In assailing the judgment of ouster as it relates to Tract 1, appellant contends that the City of Liberty's claim of prior annexation should not have been allowed because based upon a void judgment. More specifically, appellant contends it was "entitled to show the court that the November 1, 1963 judgment (on Tract 1) was void because it was not a class action". The sense of appellant's argument is that the Sawyers Act, Sec. 71.015, V.A.M.S., requires that annexation suits be brought as declaratory judgment class actions. Civil Rule 52.09(a), V.A.M.R., governing class actions, requires that the plaintiff in such an action prove its allegations of fact to show that the defendants named and served fairly represent the whole class. Civil Rule 52.09(d), moreover, does not permit such a class suit to be maintained unless the judgment or decree will be binding upon all members of the class. Appellant's argument concludes that as Exhibit C, the judgment entry of November 1, 1963, contains "no finding that the defendants represented any class or that the judgment was intended to be binding upon any class * * * the judgment is void upon its face * * *".

We regard this argument (as well as the pleaded defense which it reiterates) as a collateral attack upon the judgment of November 1, 1963. It attempts to impeach that judgment in a proceeding not instituted for the express purpose of overturning it. Howey v. Howey, Mo., 240 S.W. 450, 456 [5-8]; Beil v. Gaertner, 355 Mo. 617, 197 S.W.2d 611, 613[1, 2]; Restatement of Judgments, Sec. 11, pp. 65, 66. A judgment rendered by a court having jurisdiction of the parties and subject matter, however, is not open to collateral attack in respect of its validity or conclusiveness of the matters adjudicated. LaPresto v. LaPresto, Mo., 285 S.W.2d 568, 570[2, 3]; Payne v. St. Louis Union Trust Company, Mo., 389 S.W.2d 832[2]; 49 C.J.S. Judgments § 401. Neither may such a judgment be collaterally attacked on account of mere irregularities or errors even when these appear on the face of the record. Abernathy v. Missouri Pacific R. Co., 287 Mo. 30, 228 S.W. 486, 487[3]; Enterprise Furniture & Carpet Outfitting Installment Co. v. Davidson, 211 Mo.App. 664, 244 S.W. 949, 950[1]; 46 Am.Jur.2d, Judgments, pp. 798-800.

On the other hand, a judgment void on its face is entitled to no respect, binds no one and may be collaterally attacked "whenever or wherever it comes in the way". Abernathy v. Missouri Pacific R. Co., supra, 228 S.W. p. 487; Davison v. Arne, 348 Mo. 790, 155 S.W.2d 155, 156.

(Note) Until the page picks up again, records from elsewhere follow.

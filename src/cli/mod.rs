//! Command-line interface module.

mod args;
pub mod compile;
pub mod serve;

pub use args::{Cli, Commands};
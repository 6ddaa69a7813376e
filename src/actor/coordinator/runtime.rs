use std::time::Duration;

use crossbeam::channel::Receiver;
use tokio::sync::mpsc;

use crate::actor::debounce::DebounceActor;
use crate::actor::messages::{DebounceMsg, PipelineMsg, SurfaceMsg};
use crate::actor::pipeline::PipelineActor;
use crate::actor::surface::SurfaceActor;
use crate::actor::watch::WatchActor;

pub(super) struct Actors {
    pub(super) watch: WatchActor,
    pub(super) pipeline: PipelineActor,
    pub(super) debounce: DebounceActor,
    pub(super) surface: SurfaceActor,
}

type Senders = (
    mpsc::Sender<PipelineMsg>,
    mpsc::Sender<DebounceMsg>,
    mpsc::Sender<SurfaceMsg>,
);

/// Run all actors concurrently until shutdown.
pub(super) async fn run_actors(
    actors: Actors,
    (pipeline_tx, debounce_tx, surface_tx): Senders,
    opens: Vec<PipelineMsg>,
    shutdown_rx: Option<Receiver<()>>,
) {
    let pipeline_handle = tokio::spawn(actors.pipeline.run());
    let debounce_handle = tokio::spawn(actors.debounce.run());
    let surface_handle = tokio::spawn(actors.surface.run());
    let watch_handle = tokio::spawn(actors.watch.run());

    for open in opens {
        if pipeline_tx.send(open).await.is_err() {
            break;
        }
    }

    if let Some(rx) = shutdown_rx {
        loop {
            if rx.try_recv().is_ok() || crate::core::is_shutdown() {
                crate::debug!("actor"; "shutdown signal received");
                break;
            }
            tokio::time::sleep(Duration::from_millis(100)).await;
        }
    } else {
        let _ = watch_handle.await;
        return;
    }

    watch_handle.abort();
    let _ = pipeline_tx.send(PipelineMsg::Shutdown).await;
    let _ = debounce_tx.send(DebounceMsg::Shutdown).await;
    let _ = surface_tx.send(SurfaceMsg::Shutdown).await;

    let drain = async {
        let _ = pipeline_handle.await;
        let _ = debounce_handle.await;
        let _ = surface_handle.await;
    };
    let _ = tokio::time::timeout(Duration::from_millis(500), drain).await;
}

Appellant does not claim that the judgment of November 1, 1963, was void because the jurisdiction of the court of rendition over the parties and subject matter does not appear upon the face of the record, but because the judgment "does not include any class action findings".

The Sawyers Act, governing such annexations, provides that the jurisdiction of the declaratory judgment action is vested in the circuit court of the county in which the unincorporated land is located. It also requires that such proceeding be a class action under Sec. 507.070, V.A. *705 M.S. By Civil Rule 52.09(a), subject to some exception, a plaintiff instituting a class action is required to plead and prove that the defendants specifically named and served with process were fairly chosen and adequately and fairly represent the whole class. These requirements are mandatory. City of Salisbury v. Nagel, Mo.App., 420 S.W.2d 37, 47[19, 20]; City of Lebanon v. Holman, Mo.App., 402 S.W.2d 832, 834[1]. There is no requirement by statute or rule, however, that any judgment in a class action must contain such a recitation or finding. Neither is there any requirement that such a judgment recite it "was intended to be binding upon any class".

It may be, as relator aptly suggests, that had the judgment been directly attacked on appeal by a party to the action, the proof as to the adequacy of the representation of the whole class might have been found wanting, in which event the trial court's jurisdiction to proceed and to render the judgment would also have been found wanting. Upon this collateral attack, however, when the right of the trial court to assume jurisdiction of a cause and proceed to judgment depends upon the ascertainment of facts in pais, it is presumed that the court, having retained jurisdiction, found the existence of such facts as required by the rule cited. Naeglin v. Edwards, Mo., 228 S.W. 764, 765[2]; Greene v. St. Louis County, Mo., 327 S.W.2d 291, 297, 8[6, 7]. The judgment of ouster as to Tract 1 was properly entered upon the pleadings and exhibits because, as a matter of law, the judgment of November 1, 1963 authorizing relator's annexation of that land was not void and therefore not subject to appellant's collateral attack.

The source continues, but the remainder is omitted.